Judges, prosecutors and defence counsel will have access to the instant transcripts on individual computer monitors in courtrooms. PHOTO: ST FILE

SINGAPORE - A system that transcribes speech into text in real time is being developed by the State Courts and the Agency for Science, Technology and Research's (A*Star) Institute for Infocomm Research (I²R) for use in court.

The Speech Transcription System (STS) will allow oral evidence and court proceedings to be transcribed instantly, providing judges, prosecutors and defence counsel access to transcripts on individual computer monitors in courtrooms.

The system will undergo testing by 2019 and be fully implemented in 2020.

The State Courts said on Thursday (Dec 14) that the STS will enable criminal cases to be conducted in a more expeditious manner and allow more effective participation by parties involved, especially when questioning a witness on the stand.

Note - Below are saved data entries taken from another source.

impl TuiApp {
    pub fn new(
        watcher: FileWatcher,
        rx: Receiver<FileEvent>,
        root: PathBuf,
        recursive: bool,
        extensions: Vec<String>,
    ) -> Self {
        Self {
            watcher,
            rx,
            root,
            recursive,
            extensions,
            events: Vec::new(),
            scroll: 0,
            show_help: false,
            should_quit: false,
        }
    }

    pub fn run<B: Backend>(mut self, terminal: &mut Terminal<B>) -> io::Result<()> {
        loop {
            terminal.draw(|f| self.ui(f))?;

            // Drain reconciled events between frames
            match self.rx.recv_timeout(Duration::from_millis(50)) {
                Ok(event) => self.push_event(event),
                Err(_) => {} // Timeout, continue
            }

            // Handle keyboard input
            if event::poll(Duration::from_millis(50))? {
                if let Event::Key(key) = event::read()? {
                    if key.kind == KeyEventKind::Press {
                        match key.code {
                            KeyCode::Char('q') | KeyCode::Esc => self.should_quit = true,
                            KeyCode::Char('h') | KeyCode::F(1) => {
                                self.show_help = !self.show_help;
                            }
                            KeyCode::Char('s') => self.toggle_watching(),
                            KeyCode::Up | KeyCode::Char('k') => {
                                if self.scroll > 0 {
                                    self.scroll -= 1;
                                }
                            }
                            KeyCode::Down | KeyCode::Char('j') => {
                                let max_scroll = self.events.len().saturating_sub(1);
                                if self.scroll < max_scroll {
                                    self.scroll += 1;
                                }
                            }
                            KeyCode::PageUp => {
                                self.scroll = self.scroll.saturating_sub(10);
                            }
                            KeyCode::PageDown => {
                                let max_scroll = self.events.len().saturating_sub(1);
                                self.scroll = (self.scroll + 10).min(max_scroll);
                            }
                            KeyCode::Home => {
                                self.scroll = 0;
                            }
                            KeyCode::End => {
                                self.scroll = self.events.len().saturating_sub(1);
                            }
                            _ => {}
                        }
                    }
                }
            }

            if self.should_quit {
                break;
            }
        }

        Ok(())
    }

    fn push_event(&mut self, event: FileEvent) {
        self.events.insert(0, event);
        self.events.truncate(MAX_DISPLAY_EVENTS);
    }

    fn toggle_watching(&mut self) {
        if self.watcher.is_watching() {
            if let Err(err) = self.watcher.stop() {
                error!("Failed to stop watching: {err}");
            }
        } else if let Err(err) =
            self.watcher
                .start(&self.root, self.recursive, self.extensions.clone())
        {
            error!("Failed to resume watching: {err}");
        }
    }

    fn ui(&mut self, f: &mut Frame) {
        if self.show_help {
            self.render_help(f);
            return;
        }

        let chunks = Layout::default()
            .direction(Direction::Vertical)
            .margin(1)
            .constraints([
                Constraint::Percentage(70), // Event log
                Constraint::Percentage(25), // Session panel
                Constraint::Min(3),         // Status bar
            ])
            .split(f.area());

        self.render_event_log(f, chunks[0]);
        self.render_session(f, chunks[1]);
        self.render_status(f, chunks[2]);
    }

    fn render_event_log(&mut self, f: &mut Frame, area: Rect) {
        let mut lines = Vec::new();
        // Account for borders; a tiny terminal can leave no rows at all
        let visible_height = (area.height as usize).saturating_sub(2);

        if self.events.is_empty() {
            lines.push(Line::from(vec![Span::styled(
                "Watching for file changes...",
                Style::default().fg(Color::Gray),
            )]));
        } else {
            // Ensure scroll position is within bounds
            let max_scroll = self.events.len().saturating_sub(1);
            if self.scroll > max_scroll {
                self.scroll = max_scroll;
            }

            let start_idx = self.scroll.min(self.events.len());
            let end_idx = (start_idx + visible_height).min(self.events.len());

            if start_idx < self.events.len() && start_idx <= end_idx {
                for event in &self.events[start_idx..end_idx] {
                    lines.push(format_event_line(event));
                }
            }
        }

        let paragraph = Paragraph::new(lines)
            .block(
                Block::default()
                    .borders(Borders::ALL)
                    .border_style(Style::default().fg(Color::Rgb(80, 80, 80)))
                    .title(" Events, newest first (up/down to scroll, PgUp/PgDn, Home/End) ")
                    .title_style(Style::default().fg(Color::Cyan).add_modifier(Modifier::BOLD)),
            )
            .wrap(Wrap { trim: true });

        f.render_widget(paragraph, area);

        // Render scrollbar
        if self.events.len() > visible_height {
            let scrollbar = Scrollbar::new(ScrollbarOrientation::VerticalRight);
            let safe_position = self.scroll.min(self.events.len().saturating_sub(1));
            let mut scrollbar_state =
                ScrollbarState::new(self.events.len()).position(safe_position);
            f.render_stateful_widget(
                scrollbar,
                area.inner(ratatui::layout::Margin {
                    vertical: 1,
                    horizontal: 1,
                }),
                &mut scrollbar_state,
            );
        }
    }

    fn render_session(&self, f: &mut Frame, area: Rect) {
        let stats = self.watcher.handler().stats();
        let state = if self.watcher.is_watching() {
            Span::styled("watching", Style::default().fg(Color::Green).add_modifier(Modifier::BOLD))
        } else {
            Span::styled("paused", Style::default().fg(Color::Yellow).add_modifier(Modifier::BOLD))
        };
        let filter = if self.extensions.is_empty() {
            "all files".to_string()
        } else {
            self.extensions.join(",")
        };
        let scope = if self.recursive { "recursive" } else { "top level only" };

        let label_style = Style::default().fg(Color::Rgb(150, 150, 150));
        let value_style = Style::default().fg(Color::White);

        let lines = vec![
            Line::from(vec![
                Span::styled("Root: ", label_style),
                Span::styled(self.root.display().to_string(), value_style),
                Span::styled(format!(" ({scope})"), label_style),
            ]),
            Line::from(vec![
                Span::styled("State: ", label_style),
                state,
                Span::styled("   Filter: ", label_style),
                Span::styled(filter, value_style),
            ]),
            Line::from(vec![
                Span::styled("Reconciled: ", label_style),
                Span::styled(stats.reconciled.to_string(), Style::default().fg(Color::Green)),
                Span::styled("   Suppressed: ", label_style),
                Span::styled(stats.suppressed.to_string(), Style::default().fg(Color::Yellow)),
                Span::styled("   Retracted: ", label_style),
                Span::styled(stats.retracted.to_string(), Style::default().fg(Color::Blue)),
                Span::styled("   Filtered: ", label_style),
                Span::styled(stats.filtered.to_string(), Style::default().fg(Color::Gray)),
            ]),
        ];

        let panel = Paragraph::new(lines).block(
            Block::default()
                .borders(Borders::ALL)
                .border_style(Style::default().fg(Color::Rgb(80, 80, 80)))
                .title(" Session ")
                .title_style(Style::default().fg(Color::Yellow).add_modifier(Modifier::BOLD)),
        );

        f.render_widget(panel, area);
    }

    fn render_status(&self, f: &mut Frame, area: Rect) {
        let status_text = vec![Line::from(vec![
            Span::styled("Press ", Style::default().fg(Color::Rgb(150, 150, 150))),
            Span::styled(" q ", Style::default().fg(Color::White).bg(Color::Red).add_modifier(Modifier::BOLD)),
            Span::styled(" to quit, ", Style::default().fg(Color::Rgb(150, 150, 150))),
            Span::styled(" s ", Style::default().fg(Color::White).bg(Color::Blue).add_modifier(Modifier::BOLD)),
            Span::styled(" to pause/resume, ", Style::default().fg(Color::Rgb(150, 150, 150))),
            Span::styled(" h ", Style::default().fg(Color::White).bg(Color::Green).add_modifier(Modifier::BOLD)),
            Span::styled(" for help", Style::default().fg(Color::Rgb(150, 150, 150))),
        ])];

        let status = Paragraph::new(status_text)
            .block(
                Block::default()
                    .borders(Borders::ALL)
                    .border_style(Style::default().fg(Color::Rgb(80, 80, 80)))
                    .title(" Status ")
                    .title_style(Style::default().fg(Color::Magenta).add_modifier(Modifier::BOLD)),
            )
            .alignment(Alignment::Center);

        f.render_widget(status, area);
    }

    fn render_help(&self, f: &mut Frame) {
        let popup_area = self.centered_rect(80, 60, f.area());

        let help_text = vec![
            Line::from(vec![Span::styled(
                "Filewatch - Directory Event Monitor",
                Style::default().fg(Color::Cyan).add_modifier(Modifier::BOLD),
            )]),
            Line::from(""),
            Line::from("Keyboard Shortcuts:"),
            Line::from(""),
            Line::from(vec![
                Span::styled("  q, Esc     ", Style::default().fg(Color::Red).add_modifier(Modifier::BOLD)),
                Span::styled("- Quit the application", Style::default()),
            ]),
            Line::from(vec![
                Span::styled("  h, F1      ", Style::default().fg(Color::Green).add_modifier(Modifier::BOLD)),
                Span::styled("- Show/hide this help", Style::default()),
            ]),
            Line::from(vec![
                Span::styled("  s          ", Style::default().fg(Color::Green).add_modifier(Modifier::BOLD)),
                Span::styled("- Pause or resume watching", Style::default()),
            ]),
            Line::from(vec![
                Span::styled("  Up, k      ", Style::default().fg(Color::Blue).add_modifier(Modifier::BOLD)),
                Span::styled("- Scroll event log up", Style::default()),
            ]),
            Line::from(vec![
                Span::styled("  Down, j    ", Style::default().fg(Color::Blue).add_modifier(Modifier::BOLD)),
                Span::styled("- Scroll event log down", Style::default()),
            ]),
            Line::from(vec![
                Span::styled("  PgUp/PgDn  ", Style::default().fg(Color::Blue).add_modifier(Modifier::BOLD)),
                Span::styled("- Scroll event log (fast)", Style::default()),
            ]),
            Line::from(vec![
                Span::styled("  Home/End   ", Style::default().fg(Color::Blue).add_modifier(Modifier::BOLD)),
                Span::styled("- Jump to newest/oldest event", Style::default()),
            ]),
            Line::from(""),
            Line::from("Event kinds:"),
            Line::from(""),
            Line::from("  created, modified, deleted, moved, opened, closed, closed_no_write"),
            Line::from(""),
            Line::from("Noise from platform watchers (modified storms around creations,"),
            Line::from("deletions, and moves) is reconciled away before events reach this log."),
        ];

        let paragraph = Paragraph::new(help_text)
            .block(
                Block::default()
                    .borders(Borders::ALL)
                    .title(" Help ")
                    .title_style(Style::default().fg(Color::Cyan)),
            )
            .wrap(Wrap { trim: true });

        f.render_widget(Clear, popup_area);
        f.render_widget(paragraph, popup_area);
    }

    fn centered_rect(&self, percent_x: u16, percent_y: u16, r: Rect) -> Rect {
        let popup_layout = Layout::default()
            .direction(Direction::Vertical)
            .constraints([
                Constraint::Percentage((100 - percent_y) / 2),
                Constraint::Percentage(percent_y),
                Constraint::Percentage((100 - percent_y) / 2),
            ])
            .split(r);

        Layout::default()
            .direction(Direction::Horizontal)
            .constraints([
                Constraint::Percentage((100 - percent_x) / 2),
                Constraint::Percentage(percent_x),
                Constraint::Percentage((100 - percent_x) / 2),
            ])
            .split(popup_layout[1])[1]
    }
}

The STS will detect when a witness cannot be heard clearly, the State Courts said in a release, adding that the STS also has a search function which allows for clarification of specific parts of evidence.

Justice See Kee Oon, presiding judge of the State Courts, said: "The State Courts are constantly improving our services to provide an effective justice system.

"The Speech Transcription System is indeed another innovation harnessing technology to offer real-time oral evidence which will benefit all parties to court proceedings."

The State Courts handle about 99 per cent of the criminal cases in Singapore.

Although all criminal court proceedings, except mention cases, are currently digitally recorded, it takes about seven days for an external service provider to provide the transcripts.

To have real-time transcripts, parties have to engage private vendors.

Professor Dim-Lee Kwong, executive director of I²R, said: "This transcription system is a great example of how technology can be used to improve productivity by automating a traditionally labour-intensive process.

"This allows court officers to work more efficiently and effectively. The technology can also be used to improve productivity not just for court staff, but also for communicators, archivists and other such professions."